Bill Rogers, executive director of the S.C. Press Association, agrees.

“Of all things that should be public, it should be budget discussions,” Rogers said. “People need to know what is in the pipeline on taxes and spending.”

In response to the closed-door meetings, a growing coalition of community groups is calling for an end to the secrecy and for the Senate to acknowledge that the meetings are illegal.

Executive director of government watchdog group Common Cause/SC John Crangle (who is an attorney) says there is no question the working group is a public body.
“They’re appointed to this group because they’re public officials, they were appointed to it by a public official and the purpose of the committee is to deal with public policy-making,” Crangle said.

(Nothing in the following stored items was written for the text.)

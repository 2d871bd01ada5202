//! Polar stereographic geometry
//!
//! Grids arrive as planar x/y coordinates (metres) on a polar stereographic
//! projection centred near, but not necessarily exactly on, the pole. The
//! projection distorts area away from the pole, so summing `dx²` pixel areas
//! directly would bias every volume integral. [`scale_factor`] derives the
//! per-cell area scale factor `k` of Goelzer et al. (2020); the true ground
//! area of a pixel is `dx² / k²`.
//!
//! [`PolarStereographic`] is the inverse transform from plane to geodetic
//! latitude, using the WGS84 ellipsoid and a standard parallel of 71°, the
//! usual Antarctic polar stereographic setup. The transform is undefined at
//! the pole's antipode; callers are responsible for handing in coordinates
//! from the physically correct hemisphere.

use crate::errors::SlcResult;
use crate::field::GriddedField;
use crate::validate::check_dims;
use ndarray::Array2;
use serde::{Deserialize, Serialize};
use std::f64::consts::{FRAC_PI_2, FRAC_PI_4};

/// WGS84 semi-major axis (m).
pub const WGS84_A: f64 = 6_378_137.0;

/// WGS84 first eccentricity.
pub const WGS84_E: f64 = 0.081_819_190_842_621_5;

/// Latitude of true scale (degrees, positive-pole convention).
pub const STANDARD_PARALLEL: f64 = 71.0;

/// Which pole the projection plane is tangent near.
#[derive(Debug, Clone, Copy, PartialEq, Eq, Serialize, Deserialize)]
pub enum Hemisphere {
    North,
    South,
}

impl Hemisphere {
    /// +1 for the north pole, -1 for the south pole.
    pub fn sign(self) -> f64 {
        match self {
            Hemisphere::North => 1.0,
            Hemisphere::South => -1.0,
        }
    }
}

/// Inverse polar stereographic transform on the WGS84 ellipsoid.
#[derive(Debug, Clone, Copy, PartialEq, Serialize, Deserialize)]
pub struct PolarStereographic {
    /// Semi-major axis (m)
    a: f64,
    /// First eccentricity
    e: f64,
    /// Latitude of true scale (radians, positive-pole convention)
    lat_ts: f64,
}

impl Default for PolarStereographic {
    fn default() -> Self {
        Self::wgs84()
    }
}

impl PolarStereographic {
    pub fn wgs84() -> Self {
        Self {
            a: WGS84_A,
            e: WGS84_E,
            lat_ts: STANDARD_PARALLEL.to_radians(),
        }
    }

    /// Geodetic latitude (degrees) of a planar point, positive-pole convention.
    ///
    /// Uses the Snyder (1987) series for the inverse, which is exact at the
    /// pole: `(0, 0)` maps to 90°. Multiply by the hemisphere sign to obtain
    /// the signed latitude.
    pub fn inverse_latitude(&self, x: f64, y: f64) -> f64 {
        let e = self.e;
        let sin_ts = self.lat_ts.sin();

        let t_c = (FRAC_PI_4 - self.lat_ts / 2.0).tan()
            / ((1.0 - e * sin_ts) / (1.0 + e * sin_ts)).powf(e / 2.0);
        let m_c = self.lat_ts.cos() / (1.0 - e * e * sin_ts * sin_ts).sqrt();

        let rho = x.hypot(y);
        let t = rho * t_c / (self.a * m_c);
        let chi = FRAC_PI_2 - 2.0 * t.atan();

        let e2 = e * e;
        let e4 = e2 * e2;
        let e6 = e4 * e2;
        let e8 = e6 * e2;
        let lat = chi
            + (e2 / 2.0 + 5.0 * e4 / 24.0 + e6 / 12.0 + 13.0 * e8 / 360.0) * (2.0 * chi).sin()
            + (7.0 * e4 / 48.0 + 29.0 * e6 / 240.0 + 811.0 * e8 / 11520.0) * (4.0 * chi).sin()
            + (7.0 * e6 / 120.0 + 81.0 * e8 / 1120.0) * (6.0 * chi).sin()
            + (4279.0 * e8 / 161280.0) * (8.0 * chi).sin();

        lat.to_degrees()
    }
}

/// Area scale factor `k` for a field on a polar stereographic grid.
///
/// The x/y coordinates are recentred on their means (the origin is assumed to
/// sit near the pole if not exactly on it), inverse-projected to latitude and
/// converted via `k = 2 / (1 + sin(sign · lat))`. `k` is exactly 1 at the
/// pole and positive everywhere in the correct hemisphere.
///
/// Returns a `{y, x}` field of `k` values. Fails with a dimension error if
/// the field lacks `x`/`y` axes.
pub fn scale_factor(field: &GriddedField, hemisphere: Hemisphere) -> SlcResult<GriddedField> {
    check_dims(field, &["x", "y"])?;
    let x = field.coord("x").expect("x present after check_dims");
    let y = field.coord("y").expect("y present after check_dims");

    // centre origin on the pole if not already
    let x_mean = x.mean().unwrap_or(0.0);
    let y_mean = y.mean().unwrap_or(0.0);

    let sgn = hemisphere.sign();
    let proj = PolarStereographic::wgs84();
    let mut k = Array2::<f64>::zeros((y.len(), x.len()));
    for (j, &yj) in y.iter().enumerate() {
        for (i, &xi) in x.iter().enumerate() {
            let lat = sgn * proj.inverse_latitude(xi - x_mean, yj - y_mean);
            k[[j, i]] = 2.0 / (1.0 + (sgn * lat.to_radians()).sin());
        }
    }

    Ok(GriddedField::new(
        "k",
        &["y", "x"],
        vec![y.clone(), x.clone()],
        k.into_dyn(),
    ))
}
//! Labeled n-dimensional grids
//!
//! [`GriddedField`] is the in-memory value type flowing through the whole
//! pipeline: an [`ArrayD<f64>`] of values together with named axes and one
//! coordinate array per axis. Axis names are drawn from `x`, `y`, `time`,
//! `basin` and `run`.
//!
//! The constructor enforces that the value shape and the coordinate lengths
//! agree, so downstream code can index by axis name without re-checking.
//! Compatibility *between* fields is a separate concern, handled by
//! [`crate::validate::check_alignment`] before any two fields are combined.

use crate::errors::{SlcError, SlcResult};
use crate::validate::check_alignment;
use ndarray::{Array1, Array2, ArrayD, ArrayViewD, Axis, Ix2, IxDyn};
use serde::{Deserialize, Serialize};

/// A labeled multi-dimensional numeric array over named axes.
#[derive(Debug, Clone, PartialEq, Serialize, Deserialize)]
pub struct GriddedField {
    name: String,
    dims: Vec<String>,
    coords: Vec<Array1<f64>>,
    values: ArrayD<f64>,
}

impl GriddedField {
    /// Create a new field from named axes, coordinates and values.
    ///
    /// # Panics
    ///
    /// Panics if the number of axis names, coordinate arrays and value
    /// dimensions disagree, if any coordinate length does not match the value
    /// shape along its axis, or if an axis name is repeated.
    pub fn new(name: &str, dims: &[&str], coords: Vec<Array1<f64>>, values: ArrayD<f64>) -> Self {
        assert_eq!(
            dims.len(),
            coords.len(),
            "{}: {} axis names but {} coordinate arrays",
            name,
            dims.len(),
            coords.len()
        );
        assert_eq!(
            dims.len(),
            values.ndim(),
            "{}: {} axis names but values have {} dimensions",
            name,
            dims.len(),
            values.ndim()
        );
        for (i, coord) in coords.iter().enumerate() {
            assert_eq!(
                coord.len(),
                values.shape()[i],
                "{}: axis {} has {} coordinates but {} values",
                name,
                dims[i],
                coord.len(),
                values.shape()[i]
            );
        }
        for (i, dim) in dims.iter().enumerate() {
            assert!(!dims[..i].contains(dim), "{}: duplicate axis {}", name, dim);
        }
        Self {
            name: name.to_string(),
            dims: dims.iter().map(|d| d.to_string()).collect(),
            coords,
            values,
        }
    }

    pub fn name(&self) -> &str {
        &self.name
    }

    pub fn rename(&mut self, name: &str) {
        self.name = name.to_string();
    }

    /// Rename an axis, leaving the field untouched if the axis is absent.
    pub fn rename_dim(&mut self, from: &str, to: &str) {
        if let Some(i) = self.dim_index(from) {
            self.dims[i] = to.to_string();
        }
    }

    /// Axis names in storage order.
    pub fn dims(&self) -> &[String] {
        &self.dims
    }

    pub fn shape(&self) -> &[usize] {
        self.values.shape()
    }

    pub fn has_dim(&self, dim: &str) -> bool {
        self.dims.iter().any(|d| d == dim)
    }

    pub fn dim_index(&self, dim: &str) -> Option<usize> {
        self.dims.iter().position(|d| d == dim)
    }

    /// Coordinate values along a named axis.
    pub fn coord(&self, dim: &str) -> Option<&Array1<f64>> {
        self.dim_index(dim).map(|i| &self.coords[i])
    }

    pub fn values(&self) -> &ArrayD<f64> {
        &self.values
    }

    /// A copy with every NaN value replaced by `fill`.
    pub fn filled_nan(&self, fill: f64) -> Self {
        Self {
            name: self.name.clone(),
            dims: self.dims.clone(),
            coords: self.coords.clone(),
            values: self.values.mapv(|v| if v.is_nan() { fill } else { v }),
        }
    }

    /// Select a single index along a named axis, dropping that axis.
    ///
    /// # Panics
    ///
    /// Panics if the axis is absent or the index is out of bounds.
    pub fn index_axis(&self, dim: &str, index: usize) -> Self {
        let ax = self
            .dim_index(dim)
            .unwrap_or_else(|| panic!("{} has no axis {}", self.name, dim));
        let mut dims = self.dims.clone();
        let mut coords = self.coords.clone();
        dims.remove(ax);
        coords.remove(ax);
        Self {
            name: self.name.clone(),
            dims,
            coords,
            values: self.values.index_axis(Axis(ax), index).to_owned(),
        }
    }

    /// A copy with axes permuted into the requested name order.
    ///
    /// # Panics
    ///
    /// Panics if `order` is not a permutation of this field's axes.
    pub fn transposed(&self, order: &[&str]) -> Self {
        assert_eq!(
            order.len(),
            self.dims.len(),
            "{}: transpose order {:?} does not cover axes {:?}",
            self.name,
            order,
            self.dims
        );
        let perm: Vec<usize> = order
            .iter()
            .map(|dim| {
                self.dim_index(dim)
                    .unwrap_or_else(|| panic!("{} has no axis {}", self.name, dim))
            })
            .collect();
        let values = self
            .values
            .clone()
            .permuted_axes(IxDyn(&perm))
            .as_standard_layout()
            .to_owned();
        Self {
            name: self.name.clone(),
            dims: order.iter().map(|d| d.to_string()).collect(),
            coords: perm.iter().map(|&i| self.coords[i].clone()).collect(),
            values,
        }
    }

    /// Sum over the named axes, dropping them from the result.
    ///
    /// # Panics
    ///
    /// Panics if any named axis is absent.
    pub fn sum_over(&self, reduce: &[&str]) -> Self {
        let mut values = self.values.clone();
        let mut dims = self.dims.clone();
        let mut coords = self.coords.clone();
        for dim in reduce {
            let ax = dims
                .iter()
                .position(|d| d == dim)
                .unwrap_or_else(|| panic!("{} has no axis {}", self.name, dim));
            values = values.sum_axis(Axis(ax));
            dims.remove(ax);
            coords.remove(ax);
        }
        Self {
            name: self.name.clone(),
            dims,
            coords,
            values,
        }
    }

    /// The values as a two-dimensional array.
    ///
    /// # Panics
    ///
    /// Panics if the field is not two-dimensional.
    pub fn to_array2(&self) -> Array2<f64> {
        self.values
            .clone()
            .into_dimensionality::<Ix2>()
            .unwrap_or_else(|_| panic!("{} is not two-dimensional", self.name))
    }
}

/// Concatenate aligned fields along a new leading axis.
///
/// All fields must align exactly (same axes, shapes and coordinates); the
/// result takes its name from the first field and carries `coords` along the
/// new axis.
pub fn concat_new_axis(
    axis: &str,
    coords: Array1<f64>,
    fields: &[GriddedField],
) -> SlcResult<GriddedField> {
    let first = fields
        .first()
        .ok_or_else(|| SlcError::Error("cannot concatenate zero fields".to_string()))?;
    assert_eq!(
        coords.len(),
        fields.len(),
        "{} coordinates for {} fields",
        coords.len(),
        fields.len()
    );
    for field in &fields[1..] {
        check_alignment(first, field)?;
    }

    let views: Vec<ArrayViewD<f64>> = fields.iter().map(|f| f.values.view()).collect();
    let values =
        ndarray::stack(Axis(0), &views).map_err(|e| SlcError::Error(e.to_string()))?;

    let mut dims = vec![axis.to_string()];
    dims.extend(first.dims.iter().cloned());
    let mut out_coords = vec![coords];
    out_coords.extend(first.coords.iter().cloned());
    Ok(GriddedField {
        name: first.name.clone(),
        dims,
        coords: out_coords,
        values,
    })
}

“That’s a public body. And I’ll bet they’re most likely meeting on public property and being facilitated by staff and by the the legislature’s schedule if they adjourned early, as Senator Leatherman said. Any argument that they’re not a public body is false on its face.”

Talbert Black, president of the S.C. Campaign for Liberty, says in his view the secret meetings are clearly illegal.

“They’re essentially an ad hoc committee,” Black said. “And they should operate as an ad hoc committee, in the public. They should receive testimony from the public and operate in the open. I think operating in secrecy violates FOIA and is illegal. It’s not in the public’s interest.”

A review by The Nerve of legal opinions in other states show several have ruled that working groups of legislative bodies are public and therefore subject to FOIA guidelines that include open meetings and the keeping and publishing of minutes.